"La pandemia di coronavirus continua ad avere un impatto straordinariamente ampio sulle finanze pubbliche dell'area dell'euro". Lo si legge nel bollettino economico della Bce dove si segnala anche un aumento significativo del disavanzo di bilancio delle amministrazioni pubbliche dell'area euro per effetto del rallentamento economico e del considerevole sostegno di bilancio, raggiungendo l'8,8 per cento del PIL nel 2020, rispetto allo 0,6 per cento del 2019. "Il rapporto disavanzo/pil - si legge nel bollettino - dovrebbe scendere al 4,9% del Pil nel 2021 e al 3,6% nel 2022. Le misure di bilancio di ampia portata adottate nel corso del 2020 hanno condotto a un corrispondente peggioramento del saldo primario corretto per gli effetti del ciclo, il quale si aggiunge a una componente ciclica negativa che rispecchia il deterioramento della situazione macroeconomica. Ci si attende che il successivo miglioramento sia trainato dalla graduale revoca delle misure di emergenza e da un miglioramento della situazione congiunturale". Un orientamento di bilancio ambizioso e coordinato rimane essenziale alla luce della forte contrazione dell'economia dell'area dell'euro, anche se le misure adottate dovrebbero essere mirate e temporanee.

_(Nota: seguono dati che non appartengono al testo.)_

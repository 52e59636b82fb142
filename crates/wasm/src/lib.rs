//! JavaScript bindings for the clock intro.
//!
//! The page owns `requestAnimationFrame` and `setTimeout`. After every call
//! into an [`IntroHandle`] it drains [`IntroHandle::take_requests`] and
//! applies each request, reporting back through [`IntroHandle::frame`] and
//! [`IntroHandle::timer`] with the id it was given:
//!
//! ```js
//! const intro = new IntroHandle(null, () => showPage());
//! intro.mount();
//! for (const req of JSON.parse(intro.take_requests())) {
//!   if (req.op === "request_frame") raf[req.id] = requestAnimationFrame(t => intro.frame(req.id, t));
//!   // ...
//! }
//! ```

mod console;
mod scroll;

use clock_intro_core::render::{Presentation, render_intro};
use clock_intro_core::svg::render_svg;
use clock_intro_core::{
    ClockIntroController, DismissInput, FrameHandle, FrameScheduler, IntroConfig, IntroKey,
    LocalClock, TimerHandle, TimerKind,
};
use clock_intro_protocol::Viewport;
use serde::Serialize;
use wasm_bindgen::prelude::*;

pub use scroll::BodyScrollLock;

/// One instruction for the page's event loop.
#[derive(Debug, Clone, PartialEq, Serialize)]
#[serde(tag = "op", rename_all = "snake_case")]
pub enum HostRequest {
    RequestFrame { id: u64 },
    CancelFrame { id: u64 },
    SetTimeout { id: u64, delay_ms: f64 },
    ClearTimeout { id: u64 },
}

/// Records scheduling requests until the page collects them.
#[derive(Debug, Default)]
pub struct JsScheduler {
    next_id: u64,
    requests: Vec<HostRequest>,
}

impl JsScheduler {
    fn next_id(&mut self) -> u64 {
        self.next_id += 1;
        self.next_id
    }

    pub fn drain(&mut self) -> Vec<HostRequest> {
        std::mem::take(&mut self.requests)
    }
}

impl FrameScheduler for JsScheduler {
    fn request_frame(&mut self) -> FrameHandle {
        let id = self.next_id();
        self.requests.push(HostRequest::RequestFrame { id });
        FrameHandle(id)
    }

    fn cancel_frame(&mut self, handle: FrameHandle) {
        self.requests.push(HostRequest::CancelFrame { id: handle.0 });
    }

    fn start_timer(&mut self, _kind: TimerKind, delay_ms: f64) -> TimerHandle {
        let id = self.next_id();
        self.requests.push(HostRequest::SetTimeout { id, delay_ms });
        TimerHandle(id)
    }

    fn cancel_timer(&mut self, handle: TimerHandle) {
        self.requests.push(HostRequest::ClearTimeout { id: handle.0 });
    }
}

fn js_err(e: impl std::fmt::Display) -> JsError {
    JsError::new(&e.to_string())
}

/// Route panics to the browser console.
#[wasm_bindgen(start)]
pub fn start() {
    console_error_panic_hook::set_once();
}

/// A running intro bound to the document body.
#[wasm_bindgen]
pub struct IntroHandle {
    controller: ClockIntroController<JsScheduler, BodyScrollLock, LocalClock>,
}

#[wasm_bindgen]
impl IntroHandle {
    /// `config_json` may be a partial config document or `null`.
    /// `on_complete` is invoked once, after the exit delay.
    #[wasm_bindgen(constructor)]
    pub fn new(
        config_json: Option<String>,
        on_complete: js_sys::Function,
    ) -> Result<IntroHandle, JsError> {
        let config = match config_json.as_deref() {
            Some(text) => IntroConfig::from_json(text).map_err(js_err)?,
            None => IntroConfig::default(),
        };
        let controller = ClockIntroController::new(
            config,
            JsScheduler::default(),
            BodyScrollLock::default(),
            move || {
                if let Err(e) = on_complete.call0(&JsValue::NULL) {
                    console::error("completion callback", &e);
                }
            },
        );
        Ok(Self { controller })
    }

    pub fn mount(&mut self) {
        self.controller.mount();
    }

    pub fn unmount(&mut self) {
        self.controller.unmount();
    }

    /// Pending scheduling requests, as a JSON array of [`HostRequest`].
    pub fn take_requests(&mut self) -> Result<String, JsError> {
        let requests = self.controller.scheduler_mut().drain();
        serde_json::to_string(&requests).map_err(js_err)
    }

    /// Deliver an animation frame; `now_ms` is the rAF timestamp.
    pub fn frame(&mut self, id: u32, now_ms: f64) -> bool {
        self.controller.on_frame(FrameHandle(u64::from(id)), now_ms)
    }

    /// Deliver a fired timeout; `now_ms` is `performance.now()`.
    pub fn timer(&mut self, id: u32, now_ms: f64) -> bool {
        self.controller.on_timer(TimerHandle(u64::from(id)), now_ms)
    }

    /// Returns whether the page should call `preventDefault()`.
    pub fn click(&mut self, on_control: bool) -> bool {
        self.controller
            .dismiss(DismissInput::Click { on_control })
            .prevent_default
    }

    pub fn touch_start(&mut self, on_control: bool) -> bool {
        self.controller
            .dismiss(DismissInput::TouchStart { on_control })
            .prevent_default
    }

    pub fn wheel(&mut self) -> bool {
        self.controller.dismiss(DismissInput::Wheel).prevent_default
    }

    /// `key` is a DOM `KeyboardEvent.key` value.
    pub fn key(&mut self, key: &str) -> bool {
        self.controller
            .dismiss(DismissInput::Key(IntroKey::from_dom_key(key)))
            .prevent_default
    }

    pub fn skip(&mut self) -> bool {
        self.controller.dismiss(DismissInput::Skip).dismissed
    }

    /// The current [`IntroFrame`](clock_intro_protocol::IntroFrame) as JSON.
    pub fn snapshot(&self) -> Result<String, JsError> {
        serde_json::to_string(&self.controller.frame()).map_err(js_err)
    }

    /// Draw commands for the current frame, as JSON. `now_ms` drives the
    /// looping continue hint.
    pub fn render(
        &self,
        width: f64,
        height: f64,
        dpr: f64,
        layer_opacity: f32,
        skip_hovered: bool,
        now_ms: f64,
    ) -> Result<String, JsError> {
        let viewport = Viewport {
            dpr,
            ..Viewport::new(width, height)
        };
        let presentation = Presentation {
            layer_opacity,
            skip_hovered,
            now_ms,
        };
        let commands = render_intro(
            &self.controller.frame(),
            &viewport,
            &self.controller.config().labels,
            &presentation,
        );
        serde_json::to_string(&commands).map_err(js_err)
    }

    /// The current frame as a standalone SVG document.
    pub fn render_svg(&self, width: f64, height: f64) -> String {
        let commands = render_intro(
            &self.controller.frame(),
            &Viewport::new(width, height),
            &self.controller.config().labels,
            &Presentation::default(),
        );
        render_svg(&commands, width, height)
    }
}

/// `HH:MM:SS` on a 12-hour dial.
#[wasm_bindgen]
pub fn format_time(hours: u32, minutes: u32, seconds: u32) -> String {
    clock_intro_core::angles::format_time(hours, minutes, seconds)
}

#[cfg(test)]
mod tests {
    use super::*;

    #[test]
    fn requests_drain_in_issue_order() {
        let mut s = JsScheduler::default();
        let f = s.request_frame();
        let t = s.start_timer(TimerKind::Boot, 400.0);
        s.cancel_frame(f);
        s.cancel_timer(t);
        assert_eq!(
            s.drain(),
            vec![
                HostRequest::RequestFrame { id: 1 },
                HostRequest::SetTimeout {
                    id: 2,
                    delay_ms: 400.0
                },
                HostRequest::CancelFrame { id: 1 },
                HostRequest::ClearTimeout { id: 2 },
            ]
        );
        assert!(s.drain().is_empty());
    }

    #[test]
    fn requests_serialize_with_op_tag() {
        let json = serde_json::to_string(&HostRequest::SetTimeout {
            id: 7,
            delay_ms: 600.0,
        });
        assert_eq!(
            json.ok().as_deref(),
            Some(r#"{"op":"set_timeout","id":7,"delay_ms":600.0}"#)
        );
    }
}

A tal proposito sia il pacchetto sulle tre reti di sicurezza da 540 miliardi di euro approvato dal Consiglio europeo, sia il pacchetto Next Generation EU della Commissione europea, che con la sua dotazione di 750 miliardi di euro potra' sostenere in modo significativo le regioni e i settori maggiormente colpiti dalla pandemia, sono accolti con grande favore.

A partire da marzo 2020, la maggior parte dei governi dell'area dell'euro ha avviato ampi programmi di garanzie pubbliche sui prestiti per preservare l'accesso delle imprese al credito bancari. L'uso delle garanzie pubbliche sui prestiti è variato da paese a paese, con un utilizzo più corposo in Spagna e in Francia, mentre importi inferiori sono stati utilizzati in Italia e in Germania.Le Pmi dei settori più colpiti dalla crisi, fra cui commercio, turismo e trasporti, sembrano aver tratto i maggiori benefici dai sistemi di garanzie pubbliche dei prestiti. È quanto emerge dal Bollettino economico della Bce, secondo cui in Italia, tuttavia, si è registrata una tendenza particolare: mentre l'importo complessivo preso a prestito è relativamente basso, è stato concesso il maggior numero di prestiti garantiti, una circostanza che riflette la predominanza di finanziamenti di importo molto modesto. "Da un punto di vista settoriale, il ricorso ai prestiti garantiti è stato più elevato nei settori maggiormente colpiti dai timori, riguardanti i contatti fisici, legati al Covid-19 e dalle concomitanti politiche di lockdown, che hanno determinato un brusco calo del loro valore aggiunto lordo nella prima metà del 2020, con l'utilizzo maggiore nei settori del commercio, dei trasporti e dei servizi alimentari, seguiti da quello manifatturiero", si legge nel bollettino.